Gilgamesh Tablet 10 Reading Response

     There were multiple topics I noticed in this tablet of Gilgamesh. The first was that Utnapishtim's story of becoming immortal was very similar to Noah's Arch. In the story of Noah's Arch, it is said that god was angry with the world because the people in it were being greedy and corrupt and untrustworthy. He decided to send down a flood to get rid of all of the bad people. But he told one man, a good man, to make a giant boat and fill it with 2 of every animal. So when the flood was over, 2 of every animal and Noah had survived. 
     The story of Utnapishtim was written: "...abandon your house, abandon what you posses, abandon your house and build a boat instead. Seek life instead of riches, save yourself. Take with you, on the boat, an instance of each living thing so that they may be safe from obliteration in the flood. Perform the construction of the boat in care." With the help of his town Utnapishtim build a humongous boat. This is what was written about the flood: "In the early hours of the next morning dawning there was the noise of Adad in the clouds that rose and filled the morning sky with balckness." "From time to time Annunaki blazed terrible light. Then the rain came down in floods." After the horrible flood Utnapishtim released birds to see if one of them could find a place to settle itself. When a raven finally found such a place, he released all the birds. 

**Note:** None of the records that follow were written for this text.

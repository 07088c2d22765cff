pub mod prompts;
pub mod sender;

use crate::config::AssistantConfig;
use crate::model::AssistantError;
use prompts::{Language, system_prompt};
use reqwest::Client;
use serde::{Deserialize, Serialize};
use std::time::Duration;
use tracing::warn;

#[derive(Debug, Clone, Copy, PartialEq, Eq, Serialize, Deserialize)]
#[serde(rename_all = "lowercase")]
pub enum Role {
    User,
    /// Any role other than `user` is replayed as the assistant.
    #[serde(other)]
    Assistant,
}

#[derive(Debug, Clone, Serialize, Deserialize)]
pub struct ChatMessage {
    pub role: Role,
    pub content: String,
}

impl ChatMessage {
    pub fn user(content: impl Into<String>) -> Self {
        Self {
            role: Role::User,
            content: content.into(),
        }
    }
}

/// Relays a conversation to a chat model. Failures come back as reply text.
#[async_trait::async_trait]
pub trait ChatRelay: Send + Sync {
    async fn reply(&self, messages: &[ChatMessage], language: Language) -> String;
}

pub struct GeminiAssistant {
    pub base_url: String,
    pub model: String,
    pub api_key: Option<String>,
    pub client: Client,
}

impl GeminiAssistant {
    pub fn new(cfg: &AssistantConfig) -> Result<Self, AssistantError> {
        let client = Client::builder()
            .timeout(Duration::from_secs(cfg.timeout_seconds))
            .build()
            .map_err(|e| AssistantError::Http(e.to_string()))?;
        Ok(Self {
            base_url: cfg.base_url.trim_end_matches('/').to_string(),
            model: cfg.model.clone(),
            api_key: cfg.api_key.clone().filter(|k| !k.trim().is_empty()),
            client,
        })
    }
}

/// Flattens the history into `User:` / `Assistant:` lines.
pub fn conversation_text(messages: &[ChatMessage]) -> String {
    messages
        .iter()
        .map(|msg| {
            let prefix = match msg.role {
                Role::User => "User:",
                Role::Assistant => "Assistant:",
            };
            format!("{} {}\n", prefix, msg.content)
        })
        .collect()
}

#[async_trait::async_trait]
impl ChatRelay for GeminiAssistant {
    async fn reply(&self, messages: &[ChatMessage], language: Language) -> String {
        let prompt = format!("{}{}", system_prompt(language), conversation_text(messages));
        match sender::generate_content(self, &prompt).await {
            Ok(text) => text,
            Err(AssistantError::ConfigurationMissing) => {
                warn!("Assistant called without GOOGLE_API_KEY");
                "The farming assistant is not configured yet (GOOGLE_API_KEY is missing).".into()
            }
            Err(e) => {
                warn!("Assistant error: {}", e);
                format!("Error from assistant: {}", e)
            }
        }
    }
}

     Don't these stories sounds similar? And it seems like the bible stories may not all be original, because the Epics of Gilgamesh were written before the bible. It also seems like the number seven is a very popular number. The epic says:  "Six days and nights the storm went on this way, the South Wind flooding over the mountains and valleys until the seventh day when the storm birth labor subsided at last, the storm subsided at last." Also: "...and then on the seventh day I freed a dove." And: "The first wafer is dry as dust, the second is only less so than the first, the third is soggy and rotten, the fourth wafer is white in the crust, there are spots and mold on the fifth, the sixth wafer looks almost as if it is fresh; and the seventh-but it is then that you awoke." 

     I think what I found out from this tablet is that the bible got its ideas not only from Jesus and God but also looked at other literature and adapted it to fit into the Christian religion.